A plan to build a 270km high-speed rail link between Lyons and Turin has been denounced by Danilo Toninelli, Italy’s newly installed infrastructure minister and former leader of the 5 Star Movement in the senate.

Toninelli said on his Facebook page: "When I study files like that of Turin-Lyon high-speed link, I can only feel anger and disgust at how the money of Italian citizens has been wasted …  to favour the usual potentates, certain political-economic cliques and even organized crime."

The cost of the Treno Alta Velocità (TAV) project was originally put at €9.6bn, of which the EU was to have paid 40%, Italy 35% and France 25%.

Toninelli’s 5 Star Movement has long been an opponent of the Lyons-Turin link (Facebook)

But according to Toninelli, France’s Court of Auditors is predicting a cost of more than €26bn.

France and Italy signed a deal in 2016 to spend €8.4bn on the first stage of the work, and this has now begun.

Emmanuel Macron briefly put the scheme on hold after he became president last May, before declaring that both countries were "fully engaged" with it (see further reading).

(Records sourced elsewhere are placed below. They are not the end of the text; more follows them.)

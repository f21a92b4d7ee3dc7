//! Minimal `printf`
//!
//! Formats into any [`embedded_io::Write`] without `core::fmt`, which is far too large for a
//! 32 kB part. Supported conversions:
//!
//! | Conv | Argument                         |
//! |------|----------------------------------|
//! | `%s` | string                           |
//! | `%c` | single byte                      |
//! | `%i` | signed 16-bit integer            |
//! | `%u` | unsigned 16-bit integer          |
//! | `%l` | signed 32-bit integer            |
//! | `%n` | unsigned 32-bit integer          |
//! | `%x` | 16-bit integer as 4 hex digits   |
//!
//! A `%` followed by anything else prints that character, so `%%` prints `%`. A trailing `%`
//! ends the output. Integer conversions take any integer argument and truncate or reinterpret
//! it to their own width.
//!
//! ```
//! use msp430_candle::printf;
//!
//! let mut buf = [0u8; 16];
//! let mut out = &mut buf[..];
//! printf!(&mut out, "%i mV\r\n", -42i16).ok();
//! assert_eq!(&buf[..8], b"-42 mV\r\n");
//! ```

use embedded_io::Write;

// Powers of ten used by the decimal conversion. 16-bit values start at 10000.
const DV: [u32; 10] = [
    1_000_000_000,
    100_000_000,
    10_000_000,
    1_000_000,
    100_000,
    10_000,
    1_000,
    100,
    10,
    1,
];
const DV_16: usize = 5;

const HEX: &[u8; 16] = b"0123456789ABCDEF";

/// One `printf` argument
#[derive(Debug, Clone, Copy, PartialEq, Eq)]
pub enum Arg<'a> {
    /// String, for `%s`
    Str(&'a str),
    /// Byte, for `%c`
    Char(u8),
    /// Signed 16-bit value
    I16(i16),
    /// Unsigned 16-bit value
    U16(u16),
    /// Signed 32-bit value
    I32(i32),
    /// Unsigned 32-bit value
    U32(u32),
}

impl<'a> Arg<'a> {
    fn word(&self) -> Option<u16> {
        match *self {
            Arg::Str(_) => None,
            Arg::Char(c) => Some(c as u16),
            Arg::I16(v) => Some(v as u16),
            Arg::U16(v) => Some(v),
            Arg::I32(v) => Some(v as u16),
            Arg::U32(v) => Some(v as u16),
        }
    }

    fn long(&self) -> Option<u32> {
        match *self {
            Arg::Str(_) => None,
            Arg::Char(c) => Some(c as u32),
            Arg::I16(v) => Some(v as i32 as u32),
            Arg::U16(v) => Some(v as u32),
            Arg::I32(v) => Some(v as u32),
            Arg::U32(v) => Some(v),
        }
    }
}

impl<'a> From<&'a str> for Arg<'a> {
    fn from(s: &'a str) -> Self {
        Arg::Str(s)
    }
}

impl From<u8> for Arg<'_> {
    fn from(c: u8) -> Self {
        Arg::Char(c)
    }
}

impl From<char> for Arg<'_> {
    /// Non-ASCII characters become `?`
    fn from(c: char) -> Self {
        Arg::Char(if c.is_ascii() { c as u8 } else { b'?' })
    }
}

impl From<i16> for Arg<'_> {
    fn from(v: i16) -> Self {
        Arg::I16(v)
    }
}

impl From<u16> for Arg<'_> {
    fn from(v: u16) -> Self {
        Arg::U16(v)
    }
}

impl From<i32> for Arg<'_> {
    fn from(v: i32) -> Self {
        Arg::I32(v)
    }
}

impl From<u32> for Arg<'_> {
    fn from(v: u32) -> Self {
        Arg::U32(v)
    }
}

/// Errors from [`printf`]
#[derive(Debug, Clone, Copy, PartialEq, Eq)]
pub enum PrintfError<E> {
    /// The output failed
    Write(E),
    /// The format needs more arguments than were given
    MissingArgument,
    /// An argument cannot be used with its conversion, e.g. a string for `%i`
    ArgumentMismatch,
}

/// Format `args` into `out` according to `format`
pub fn printf<W: Write + ?Sized>(
    out: &mut W,
    format: &str,
    args: &[Arg],
) -> Result<(), PrintfError<W::Error>> {
    let mut args = args.iter();
    let mut next_arg = || args.next().ok_or(PrintfError::<W::Error>::MissingArgument);
    let mut bytes = format.bytes();

    while let Some(c) = bytes.next() {
        if c != b'%' {
            putc(out, c)?;
            continue;
        }

        let Some(conv) = bytes.next() else {
            return Ok(());
        };
        match conv {
            b's' => match next_arg()? {
                Arg::Str(s) => out.write_all(s.as_bytes()).map_err(PrintfError::Write)?,
                _ => return Err(PrintfError::ArgumentMismatch),
            },
            b'c' => {
                let c = next_arg()?.word().ok_or(PrintfError::ArgumentMismatch)?;
                putc(out, c as u8)?;
            }
            b'i' | b'u' => {
                let mut n = next_arg()?.word().ok_or(PrintfError::ArgumentMismatch)?;
                if conv == b'i' && (n as i16) < 0 {
                    n = (n as i16).unsigned_abs();
                    putc(out, b'-')?;
                }
                xtoa(out, n as u32, &DV[DV_16..])?;
            }
            b'l' | b'n' => {
                let mut n = next_arg()?.long().ok_or(PrintfError::ArgumentMismatch)?;
                if conv == b'l' && (n as i32) < 0 {
                    n = (n as i32).unsigned_abs();
                    putc(out, b'-')?;
                }
                xtoa(out, n, &DV)?;
            }
            b'x' => {
                let n = next_arg()?.word().ok_or(PrintfError::ArgumentMismatch)?;
                for shift in [12, 8, 4, 0] {
                    putc(out, HEX[((n >> shift) & 0xF) as usize])?;
                }
            }
            other => putc(out, other)?,
        }
    }
    Ok(())
}

fn putc<W: Write + ?Sized>(out: &mut W, c: u8) -> Result<(), PrintfError<W::Error>> {
    out.write_all(&[c]).map_err(PrintfError::Write)
}

// Decimal by repeated subtraction: the MSP430 has no divide instruction.
fn xtoa<W: Write + ?Sized>(
    out: &mut W,
    mut x: u32,
    dv: &[u32],
) -> Result<(), PrintfError<W::Error>> {
    if x == 0 {
        return putc(out, b'0');
    }
    let lead = dv.iter().position(|&d| x >= d).unwrap_or(dv.len());
    for &d in &dv[lead..] {
        let mut c = b'0';
        while x >= d {
            c += 1;
            x -= d;
        }
        putc(out, c)?;
    }
    Ok(())
}

/// Format into an [`embedded_io::Write`] with C `printf` syntax.
///
/// `printf!(out, "%u of %u\r\n", done, total)` converts each argument into an [`Arg`] and calls
/// [`printf()`].
#[macro_export]
macro_rules! printf {
    ($out:expr, $fmt:expr $(, $arg:expr)* $(,)?) => {
        $crate::printf::printf($out, $fmt, &[$($crate::printf::Arg::from($arg)),*])
    };
}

However Toninelli said Italy had already begun "a serious project review" and a "rigorous cost-benefit analysis".

"It is the environmental, social and economic impact of this misbegotten line that will tell us whether it makes sense or not to carry on," he said.

The EU’s TENs network, with the Mediterranean corridor in green

If the project goes ahead, it will include the a 57.5km base tunnel through the Alps, the longest ever built for an intercity rail link. This makes up about a third of the projected cost.

The link is part of the EU’s Mediterranean Corridor that will eventually run between Spain and Ukraine.